Background We analyzed an insertion/deletion (I/D) polymorphism of the angiotensin I–converting enzyme (ACE) gene in 1226 subjects from the Caerphilly Prospective Heart Disease Study. Amplification of genomic DNA using the polymerase chain reaction yielded the genotypes II, ID, and DD. Distribution of the polymorphism was analyzed among the whole group and within subgroups (specified following multiple risk factor analysis) for coronary artery disease (CAD) and against multiple risk factors. Methods and Results Allele frequencies were I=0.413 and D=0.587. No association was observed between the polymorphism and CAD in the whole group. Among subjects defined at lower risk of CAD by total cholesterol/HDL cholesterol (TC/HDL) ratios, we found significant associations of the DD genotype with CAD ( P <.0053, n=586 for TC/HDL <5.654 [median] and P <.009, n=385 for TC/HDL <5.0 [clinical threshold]).
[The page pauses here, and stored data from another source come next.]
use super::{IntoOperand, Validator};
use crate::message::quote_name;
use crate::types::ValidationResult;
use core::fmt::Debug;

/// Primitive numbers that can be validated by sign, magnitude and divisibility.
///
/// Integer types report every value as a finite whole number; floating-point
/// types override the classification methods.
pub trait Numeric: Copy + Debug + PartialOrd {
    /// The additive identity.
    fn zero() -> Self;

    /// Remainder of `self / divisor`. `divisor` is never zero.
    ///
    /// Must not overflow: `MIN % -1` for signed integers is `0`.
    fn remainder(self, divisor: Self) -> Self;

    /// `true` unless the value is NaN.
    #[inline]
    fn is_number(self) -> bool {
        true
    }

    /// `true` unless the value is NaN or infinite.
    #[inline]
    fn is_finite_number(self) -> bool {
        true
    }

    /// `true` if the value has no fractional part.
    #[inline]
    fn is_whole(self) -> bool {
        true
    }
}

macro_rules! impl_numeric_integer {
    ($($t:ty),* $(,)?) => {
        $(
            impl Numeric for $t {
                #[inline]
                fn zero() -> Self {
                    0
                }

                #[inline]
                fn remainder(self, divisor: Self) -> Self {
                    self.wrapping_rem(divisor)
                }
            }
        )*
    };
}

macro_rules! impl_numeric_float {
    ($($t:ty),* $(,)?) => {
        $(
            impl Numeric for $t {
                #[inline]
                fn zero() -> Self {
                    0.0
                }

                #[inline]
                fn remainder(self, divisor: Self) -> Self {
                    self % divisor
                }

                #[inline]
                fn is_number(self) -> bool {
                    !self.is_nan()
                }

                #[inline]
                fn is_finite_number(self) -> bool {
                    self.is_finite()
                }

                #[inline]
                fn is_whole(self) -> bool {
                    self.is_finite() && self.fract() == 0.0
                }
            }
        )*
    };
}

impl_numeric_integer!(i8, i16, i32, i64, i128, isize, u8, u16, u32, u64, u128, usize);
impl_numeric_float!(f32, f64);

/// `factor != 0 && (value == 0 || value % factor == 0)`.
fn is_multiple<N: Numeric>(value: N, factor: N) -> bool {
    let zero = N::zero();
    factor != zero && (value == zero || value.remainder(factor) == zero)
}

impl<N: Numeric> Validator<N> {
    #[track_caller]
    fn check_sign(self, predicate: fn(N, N) -> bool, requirement: &str) -> ValidationResult<Self> {
        self.check(
            |value| predicate(*value, N::zero()),
            |validator| {
                validator.message(format!("{} {requirement}.", quote_name(&validator.name)))
            },
        )
    }

    /// Ensures that the value is less than zero.
    #[track_caller]
    pub fn is_negative(self) -> ValidationResult<Self> {
        self.check_sign(|value, zero| value < zero, "must be negative")
    }

    /// Ensures that the value is zero or greater.
    #[track_caller]
    pub fn is_not_negative(self) -> ValidationResult<Self> {
        self.check_sign(|value, zero| value >= zero, "may not be negative")
    }

    #[track_caller]
    pub fn is_zero(self) -> ValidationResult<Self> {
        self.check_sign(|value, zero| value == zero, "must be zero")
    }

    #[track_caller]
    pub fn is_not_zero(self) -> ValidationResult<Self> {
        self.check_sign(|value, zero| value != zero, "may not be zero")
    }

    /// Ensures that the value is greater than zero.
    ///
    /// # Examples
    ///
    /// ```
    /// use requirements_rail::require_that;
    ///
    /// let error = require_that(0, "count")?.is_positive().unwrap_err();
    /// assert_eq!(error.message(), "\"count\" must be positive.\ncount: 0");
    /// # Ok::<(), requirements_rail::ValidationError>(())
    /// ```
    #[track_caller]
    pub fn is_positive(self) -> ValidationResult<Self> {
        self.check_sign(|value, zero| value > zero, "must be positive")
    }

    /// Ensures that the value is zero or less.
    #[track_caller]
    pub fn is_not_positive(self) -> ValidationResult<Self> {
        self.check_sign(|value, zero| value <= zero, "may not be positive")
    }

    /// Ensures that the value is a multiple of `factor`.
    ///
    /// Zero is a multiple of every non-zero factor; nothing is a multiple of zero.
    ///
    /// # Examples
    ///
    /// ```
    /// use requirements_rail::check_if;
    ///
    /// assert!(!check_if(12, "size")?.is_multiple_of(4)?.validation_failed());
    /// assert!(!check_if(0, "size")?.is_multiple_of(4)?.validation_failed());
    /// assert!(check_if(0, "size")?.is_multiple_of(0)?.validation_failed());
    /// assert!(!check_if(i32::MIN, "size")?.is_multiple_of(-1)?.validation_failed());
    /// # Ok::<(), requirements_rail::ValidationError>(())
    /// ```
    #[track_caller]
    pub fn is_multiple_of<O: IntoOperand<N>>(self, factor: O) -> ValidationResult<Self> {
        let factor = factor.into_operand();
        self.check_against(&factor, "must be a multiple of", |value, factor| {
            is_multiple(*value, *factor)
        })
    }

    #[track_caller]
    pub fn is_not_multiple_of<O: IntoOperand<N>>(self, factor: O) -> ValidationResult<Self> {
        let factor = factor.into_operand();
        self.check_against(&factor, "may not be a multiple of", |value, factor| {
            !is_multiple(*value, *factor)
        })
    }

    /// Ensures that the value is not NaN.
    #[track_caller]
    pub fn is_number(self) -> ValidationResult<Self> {
        self.check_sign(|value, _| value.is_number(), "must be a number")
    }

    /// Ensures that the value is NaN.
    #[track_caller]
    pub fn is_not_number(self) -> ValidationResult<Self> {
        self.check_sign(|value, _| !value.is_number(), "may not be a number")
    }

    #[track_caller]
    pub fn is_finite(self) -> ValidationResult<Self> {
        self.check_sign(|value, _| value.is_finite_number(), "must be a finite number")
    }

    /// Ensures that the value is positive or negative infinity.
    #[track_caller]
    pub fn is_infinite(self) -> ValidationResult<Self> {
        self.check_sign(
            |value, _| value.is_number() && !value.is_finite_number(),
            "must be an infinite number",
        )
    }

    /// Ensures that the value has no fractional part.
    ///
    /// # Examples
    ///
    /// ```
    /// use requirements_rail::check_if;
    ///
    /// assert!(!check_if(4.0, "ratio")?.is_whole_number()?.validation_failed());
    /// assert!(check_if(4.5, "ratio")?.is_whole_number()?.validation_failed());
    /// assert!(check_if(f64::NAN, "ratio")?.is_whole_number()?.validation_failed());
    /// # Ok::<(), requirements_rail::ValidationError>(())
    /// ```
    #[track_caller]
    pub fn is_whole_number(self) -> ValidationResult<Self> {
        self.check_sign(|value, _| value.is_whole(), "must be a whole number")
    }

    #[track_caller]
    pub fn is_not_whole_number(self) -> ValidationResult<Self> {
        self.check_sign(|value, _| !value.is_whole(), "may not be a whole number")
    }
}
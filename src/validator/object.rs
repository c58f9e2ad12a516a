use super::{IntoOperand, Validator};
use crate::message::quote_name;
use crate::types::{ContextValue, ValidationError, ValidationResult, ValidationTarget};
use core::fmt::Debug;
use core::panic::Location;

impl<T: Debug> Validator<T> {
    /// Ensures that the value is absent.
    #[track_caller]
    pub fn is_null(mut self) -> ValidationResult<Self> {
        if !self.value.is_null() {
            let message = self.message(format!("{} must be null.", quote_name(&self.name)));
            self.fail(message)?;
        }
        Ok(self)
    }

    /// Ensures that the value is present.
    ///
    /// A value left undefined by an earlier failure is reported as missing.
    #[track_caller]
    pub fn is_not_null(mut self) -> ValidationResult<Self> {
        if self.value.is_null() || self.value.is_undefined() {
            self.record_null()?;
        }
        Ok(self)
    }

    /// Ensures that the value is equal to `expected`.
    ///
    /// When both values render to long strings, the message shows a character diff
    /// instead of listing them side by side.
    ///
    /// Compares with `PartialEq`; [`Configuration::equality_method`] only
    /// governs element comparisons inside collection checks.
    ///
    /// [`Configuration::equality_method`]: crate::Configuration::equality_method
    ///
    /// # Examples
    ///
    /// ```
    /// use requirements_rail::{check_if, named};
    ///
    /// let messages = check_if(3, "actual")?
    ///     .is_equal_to(named(4, "expected"))?
    ///     .else_get_messages();
    /// assert_eq!(
    ///     messages[0],
    ///     "\"actual\" must be equal to \"expected\".\nactual  : 3\nexpected: 4"
    /// );
    /// # Ok::<(), requirements_rail::ValidationError>(())
    /// ```
    #[track_caller]
    pub fn is_equal_to<O>(self, expected: O) -> ValidationResult<Self>
    where
        O: IntoOperand<T>,
        T: PartialEq,
    {
        let expected = expected.into_operand();
        self.require_operand_name(&expected)?;
        self.check(
            |value| value == expected.value(),
            |validator| validator.equality_message("must be equal to", &expected),
        )
    }

    /// Ensures that the value is not equal to `unwanted`, using `PartialEq`
    /// regardless of the configured equality method.
    #[track_caller]
    pub fn is_not_equal_to<O>(self, unwanted: O) -> ValidationResult<Self>
    where
        O: IntoOperand<T>,
        T: PartialEq,
    {
        let unwanted = unwanted.into_operand();
        self.check_against(&unwanted, "may not be equal to", |value, unwanted| value != unwanted)
    }

    /// Ensures that the value satisfies a caller-defined predicate.
    ///
    /// `requirement` completes the sentence `"<name>" must ...`.
    ///
    /// # Examples
    ///
    /// ```
    /// use requirements_rail::check_if;
    ///
    /// let messages = check_if(7, "count")?
    ///     .satisfies(|v| *v % 2 == 0, "be even")?
    ///     .else_get_messages();
    /// assert_eq!(messages, vec!["\"count\" must be even.\ncount: 7".to_string()]);
    /// # Ok::<(), requirements_rail::ValidationError>(())
    /// ```
    #[track_caller]
    pub fn satisfies<P>(self, predicate: P, requirement: &str) -> ValidationResult<Self>
    where
        P: FnOnce(&T) -> bool,
    {
        self.check(predicate, |validator| {
            validator.message(format!("{} must {requirement}.", quote_name(&validator.name)))
        })
    }

    /// Adds or replaces an entry in the context listed by every later failure message.
    ///
    /// `name` may not be empty, contain whitespace or equal the validator's name.
    #[track_caller]
    pub fn with_context<V: Debug>(mut self, value: V, name: &str) -> ValidationResult<Self> {
        self.require_name_distinct(name, false)?;
        self.context.insert(name, ContextValue::of(&value));
        Ok(self)
    }

    /// The value under validation.
    ///
    /// Fails with [`ErrorKind::Null`](crate::ErrorKind::Null) for an absent value and
    /// [`ErrorKind::UndefinedValue`](crate::ErrorKind::UndefinedValue) after a failed check.
    #[track_caller]
    pub fn get_value(&self) -> ValidationResult<&T> {
        match &self.value {
            ValidationTarget::Valid(value) => Ok(value),
            ValidationTarget::Null => Err(missing_value(&self.name)),
            ValidationTarget::Undefined => Err(undefined_value(&self.name)),
        }
    }

    /// The value under validation, or `default` when it is absent or undefined.
    #[inline]
    pub fn get_value_or<'a>(&'a self, default: &'a T) -> &'a T {
        match &self.value {
            ValidationTarget::Valid(value) => value,
            ValidationTarget::Null | ValidationTarget::Undefined => default,
        }
    }

    /// Consumes the validator, returning the value under validation.
    #[track_caller]
    pub fn into_value(self) -> ValidationResult<T> {
        match self.value {
            ValidationTarget::Valid(value) => Ok(value),
            ValidationTarget::Null => Err(missing_value(&self.name)),
            ValidationTarget::Undefined => Err(undefined_value(&self.name)),
        }
    }
}

#[track_caller]
fn missing_value(name: &str) -> ValidationError {
    ValidationError::null(format!("{} may not be null.", quote_name(name))).at(Location::caller())
}

#[track_caller]
fn undefined_value(name: &str) -> ValidationError {
    ValidationError::undefined_value(format!(
        "The value of {} is undefined because an earlier check failed.",
        quote_name(name)
    ))
    .at(Location::caller())
}
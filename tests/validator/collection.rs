use requirements_rail::{check_if, named, ErrorKind, Validators};
use std::collections::{BTreeSet, HashSet, VecDeque};

#[test]
fn set_comparisons_against_overlapping_list() {
    let checks = Validators::checking();
    let actual = || checks.that(vec![1, 2, 3], "actual").unwrap();

    assert!(actual().contains_exactly(vec![2, 3, 4]).unwrap().validation_failed());
    assert!(!actual().contains_any(vec![2, 3, 4]).unwrap().validation_failed());
    assert!(actual().contains_all(vec![2, 3, 4]).unwrap().validation_failed());
    assert!(actual().does_not_contain_any(vec![2, 3, 4]).unwrap().validation_failed());
    assert!(!actual().does_not_contain_all(vec![2, 3, 4]).unwrap().validation_failed());
    assert!(!actual().does_not_contain_exactly(vec![2, 3, 4]).unwrap().validation_failed());
}

#[test]
fn contains_exactly_ignores_order() {
    let validator = check_if(vec![3, 1, 2], "actual")
        .unwrap()
        .contains_exactly(vec![1, 2, 3])
        .unwrap();
    assert!(!validator.validation_failed());

    let validator = check_if(vec![3, 1, 2], "actual")
        .unwrap()
        .does_not_contain_exactly(vec![1, 2, 3])
        .unwrap();
    assert!(validator.validation_failed());
}

#[test]
fn contains_all_lists_missing_elements() {
    let messages = check_if(vec!["read"], "granted")
        .unwrap()
        .contains_all(named(vec!["read", "write"], "required"))
        .unwrap()
        .else_get_messages();

    assert_eq!(
        messages,
        vec!["\"granted\" must contain all the elements present in \"required\".\n\
              granted : [\"read\"]\n\
              required: [\"read\", \"write\"]\n\
              missing : [\"write\"]"
            .to_string()]
    );
}

#[test]
fn does_not_contain_any_lists_elements_to_remove() {
    let messages = check_if(vec![1, 2, 3], "actual")
        .unwrap()
        .does_not_contain_any(vec![3, 4])
        .unwrap()
        .else_get_messages();

    assert_eq!(
        messages,
        vec!["\"actual\" may not contain any of the elements present in [3, 4].\n\
              actual          : [1, 2, 3]\n\
              elementsToRemove: [3]"
            .to_string()]
    );
}

#[test]
fn contains_exactly_against_named_list() {
    let messages = check_if(vec![1, 2], "actual")
        .unwrap()
        .contains_exactly(named(vec![2, 5], "expected"))
        .unwrap()
        .else_get_messages();

    assert_eq!(
        messages[0],
        "\"actual\" must consist of the same elements as \"expected\", regardless of their order.\n\
         actual  : [1, 2]\n\
         expected: [2, 5]\n\
         missing : [5]\n\
         unwanted: [1]"
    );
}

#[test]
fn membership() {
    let validator = check_if(VecDeque::from(vec!['a', 'b']), "letters")
        .unwrap()
        .contains('a')
        .unwrap()
        .does_not_contain('z')
        .unwrap();
    assert!(!validator.validation_failed());

    let messages = check_if(vec![1, 2], "ids")
        .unwrap()
        .contains(named(7, "wanted"))
        .unwrap()
        .else_get_messages();
    assert_eq!(messages, ["\"ids\" must contain \"wanted\".\nids   : [1, 2]\nwanted: 7"]);
}

#[test]
fn sorting_diagnostic_lists_expected_order() {
    let messages = check_if(vec![3, 1, 2], "actual")
        .unwrap()
        .is_sorted(|a: &i32, b: &i32| a.cmp(b))
        .unwrap()
        .else_get_messages();
    assert_eq!(messages, ["\"actual\" must be sorted.\nactual  : [3, 1, 2]\nexpected: [1, 2, 3]"]);

    let validator = check_if(vec![3, 2, 1], "actual")
        .unwrap()
        .is_sorted(|a: &i32, b: &i32| b.cmp(a))
        .unwrap();
    assert!(!validator.validation_failed());
}

#[test]
fn sets_never_report_duplicates() {
    let set: HashSet<i32> = [1, 2, 3].into_iter().collect();
    assert!(!check_if(set, "ids")
        .unwrap()
        .does_not_contain_duplicates()
        .unwrap()
        .validation_failed());

    let set: BTreeSet<&str> = ["b", "a"].into_iter().collect();
    let validator = check_if(set, "names")
        .unwrap()
        .is_sorted(|a: &&str, b: &&str| a.cmp(b))
        .unwrap();
    assert!(!validator.validation_failed());
}

#[test]
fn size_projection() {
    let messages = check_if(vec![1, 2, 3], "items")
        .unwrap()
        .is_not_empty()
        .unwrap()
        .size()
        .unwrap()
        .is_less_than(named(2, "max"))
        .unwrap()
        .else_get_messages();

    assert_eq!(
        messages,
        ["items.size() must be less than \"max\".\n\
          items.size(): 3\n\
          max         : 2\n\
          items       : [1, 2, 3]"]
    );
}

#[test]
fn empty_collections() {
    assert!(!check_if(Vec::<u8>::new(), "bytes").unwrap().is_empty().unwrap().validation_failed());

    let messages = check_if(Vec::<u8>::new(), "bytes")
        .unwrap()
        .is_not_empty()
        .unwrap()
        .else_get_messages();
    assert_eq!(messages, vec!["\"bytes\" may not be empty.\nbytes: []".to_string()]);
}

#[test]
fn as_list_keeps_failure_sink() {
    let set: BTreeSet<i32> = [1, 2].into_iter().collect();
    let list = check_if(set, "ids").unwrap().as_list().unwrap().contains(3).unwrap();

    assert_eq!(list.get_name(), "ids.as_list()");
    assert_eq!(list.else_get_failures().len(), 1);
    assert_eq!(list.else_get_exception().map(|e| e.kind()), Some(ErrorKind::InvalidArgument));
}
On further exclusion of subjects with blood pressures ≥140/90 or on hypotensive medications, the DD genotype still associated with CAD ( P <.07, n=210, TC/HDL <5.654 and P <.016, n=135, TC/HDL <5.0). Further stratification of risk incorporating other risk factors, except body mass index, did not alter or enhance this association. Although similar association was observed when risk was specified by using HDL and apo B levels instead of TC/HDL, this association was lost when body mass index was included in the low-risk stratification. Conclusions The DD genotype is a linkage marker for an etiologic mutation at or near the ACE gene that may confer risk of CAD detectable in subjects previously unidentifiable with “classic” risk factors. However, this risk may be quantitatively small among the general male population.